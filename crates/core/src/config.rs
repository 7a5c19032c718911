use std::env;
use std::path::Path;

use serde::{Deserialize, Serialize};

use crate::error::ConfigError;

/// Load .env file (silently ignores if missing).
pub fn load_dotenv() {
    dotenvy::dotenv().ok();
}

fn env_opt(key: &str) -> Option<String> {
    env::var(key).ok().filter(|s| !s.is_empty())
}

/// Read a profiled key: tries {PROFILE}_{KEY} first, falls back to {KEY}.
fn profiled<F>(lookup: &F, profile: &str, key: &str) -> Option<String>
where
    F: Fn(&str) -> Option<String>,
{
    if !profile.is_empty() {
        if let Some(v) = lookup(&format!("{profile}_{key}")) {
            return Some(v);
        }
    }
    lookup(key)
}

// ── Top-level config ──────────────────────────────────────────

/// Runtime configuration for the roiflow engine.
///
/// Parsed from `roiflow.toml` (every section optional), then overridden by
/// environment variables.
#[derive(Debug, Clone, Default, Serialize, Deserialize)]
pub struct RoiflowConfig {
    /// Active profile name (empty = default).
    #[serde(default)]
    pub profile: String,

    #[serde(default)]
    pub scheduler: SchedulerConfig,

    #[serde(default)]
    pub logging: LoggingConfig,
}

// ── Sections ──────────────────────────────────────────────────

/// Worker pool settings. The worker count is the only tunable of the core.
#[derive(Debug, Clone, PartialEq, Serialize, Deserialize)]
pub struct SchedulerConfig {
    /// Number of worker threads; 0 = one per available CPU.
    #[serde(default)]
    pub worker_threads: usize,

    /// Worker threads are named `{prefix}-{index}`.
    #[serde(default = "default_thread_name_prefix")]
    pub thread_name_prefix: String,
}

fn default_thread_name_prefix() -> String {
    "roiflow-worker".into()
}

impl Default for SchedulerConfig {
    fn default() -> Self {
        Self {
            worker_threads: 0,
            thread_name_prefix: default_thread_name_prefix(),
        }
    }
}

impl SchedulerConfig {
    pub fn with_workers(worker_threads: usize) -> Self {
        Self {
            worker_threads,
            ..Self::default()
        }
    }

    /// Resolved worker count (never zero).
    pub fn effective_workers(&self) -> usize {
        if self.worker_threads > 0 {
            return self.worker_threads;
        }
        std::thread::available_parallelism()
            .map(|n| n.get())
            .unwrap_or(4)
    }
}

#[derive(Debug, Clone, PartialEq, Serialize, Deserialize)]
pub struct LoggingConfig {
    /// Fallback `tracing` filter when `RUST_LOG` is unset.
    #[serde(default = "default_log_filter")]
    pub filter: String,
}

fn default_log_filter() -> String {
    "info".into()
}

impl Default for LoggingConfig {
    fn default() -> Self {
        Self {
            filter: default_log_filter(),
        }
    }
}

// ── Loading & Validation ──────────────────────────────────────

impl RoiflowConfig {
    /// Parse config from a TOML string, then apply environment overrides.
    pub fn from_toml(toml_str: &str) -> Result<Self, ConfigError> {
        let mut config: Self = toml::from_str(toml_str)?;
        config.apply_env_overrides();
        config.validate()?;
        Ok(config)
    }

    /// Load config from a file path.
    pub fn from_file(path: impl AsRef<Path>) -> Result<Self, ConfigError> {
        let content = std::fs::read_to_string(path.as_ref())?;
        Self::from_toml(&content)
    }

    /// Defaults plus environment overrides (no file).
    pub fn from_env() -> Result<Self, ConfigError> {
        let mut config = Self::default();
        config.apply_env_overrides();
        config.validate()?;
        Ok(config)
    }

    /// Load `path` if given, else build from the environment alone.
    pub fn load(path: Option<&Path>) -> Result<Self, ConfigError> {
        match path {
            Some(p) => Self::from_file(p),
            None => Self::from_env(),
        }
    }

    // ── Environment variable overrides ────────────────────────

    /// Apply environment variable overrides.
    ///
    /// `ROIFLOW_PROFILE` selects a profile; when set (e.g. `BENCH`), every key
    /// is first looked up as `{PROFILE}_{KEY}`:
    /// - `ROIFLOW_WORKERS` → `scheduler.worker_threads`
    /// - `ROIFLOW_THREAD_NAME` → `scheduler.thread_name_prefix`
    /// - `ROIFLOW_LOG` → `logging.filter`
    fn apply_env_overrides(&mut self) {
        self.apply_overrides(env_opt);
    }

    pub fn apply_overrides<F>(&mut self, lookup: F)
    where
        F: Fn(&str) -> Option<String>,
    {
        if let Some(p) = lookup("ROIFLOW_PROFILE") {
            self.profile = p.to_uppercase();
        }
        let p = self.profile.clone();

        if let Some(v) = profiled(&lookup, &p, "ROIFLOW_WORKERS") {
            match v.parse::<usize>() {
                Ok(n) => self.scheduler.worker_threads = n,
                Err(_) => tracing::warn!(value = %v, "ignoring unparsable ROIFLOW_WORKERS"),
            }
        }
        if let Some(v) = profiled(&lookup, &p, "ROIFLOW_THREAD_NAME") {
            self.scheduler.thread_name_prefix = v;
        }
        if let Some(v) = profiled(&lookup, &p, "ROIFLOW_LOG") {
            self.logging.filter = v;
        }
    }

    pub fn validate(&self) -> Result<(), ConfigError> {
        if self.scheduler.thread_name_prefix.trim().is_empty() {
            return Err(ConfigError::Invalid(
                "scheduler.thread_name_prefix must not be empty".into(),
            ));
        }
        if self.logging.filter.trim().is_empty() {
            return Err(ConfigError::Invalid("logging.filter must not be empty".into()));
        }
        Ok(())
    }

    pub fn profile_label(&self) -> &str {
        if self.profile.is_empty() {
            "default"
        } else {
            &self.profile
        }
    }

    /// Print a summary for startup logs.
    pub fn log_summary(&self) {
        tracing::info!("Config loaded (profile: {}):", self.profile_label());
        tracing::info!(
            "  scheduler:   workers={} (configured {}), thread_name={}",
            self.scheduler.effective_workers(),
            self.scheduler.worker_threads,
            self.scheduler.thread_name_prefix
        );
        tracing::info!("  logging:     filter={}", self.logging.filter);
    }
}
use roiflow_core::{ConfigurationError, Roi};
use roiflow_graph::{ConfigureContext, DirtyContext, InputSpec, Operator, OutputSpec};

/// Publishes its value-type `Input` on a value-type `Output`.
///
/// Extra value inputs (parameters of a derived operator) can be declared;
/// they are not read here, but any of them going dirty marks the whole
/// output dirty.
#[derive(Debug, Default, Clone)]
pub struct OpValuePiper {
    extra: Vec<String>,
}

impl OpValuePiper {
    pub const INPUT: usize = 0;
    pub const OUTPUT: usize = 0;

    pub fn new() -> Self {
        Self::default()
    }

    /// Declare an additional optional value input.
    pub fn with_extra_input(mut self, name: impl Into<String>) -> Self {
        self.extra.push(name.into());
        self
    }
}

impl Operator for OpValuePiper {
    fn name(&self) -> &str {
        "OpValuePiper"
    }

    fn inputs(&self) -> Vec<InputSpec> {
        std::iter::once(InputSpec::value("Input"))
            .chain(self.extra.iter().map(|n| InputSpec::value(n.as_str()).optional()))
            .collect()
    }

    fn outputs(&self) -> Vec<OutputSpec> {
        vec![OutputSpec::value("Output")]
    }

    fn configure(&self, cx: &mut ConfigureContext) -> Result<(), ConfigurationError> {
        let value = cx.require_value(Self::INPUT)?.clone();
        cx.set_output_value(Self::OUTPUT, value);
        Ok(())
    }

    fn notify_dirty(&self, cx: &mut DirtyContext, input: usize, _roi: &Roi) {
        // A new `Input` value reaches the output through reconfiguration.
        if input != Self::INPUT {
            cx.set_output_dirty_all(Self::OUTPUT);
        }
    }
}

WHAT TO PRODUCE: Where a line in the listing above includes the string "then", copy that line.

TASK RESULT:
/// Parsed from `roiflow.toml` (every section optional), then overridden by
    /// Parse config from a TOML string, then apply environment overrides.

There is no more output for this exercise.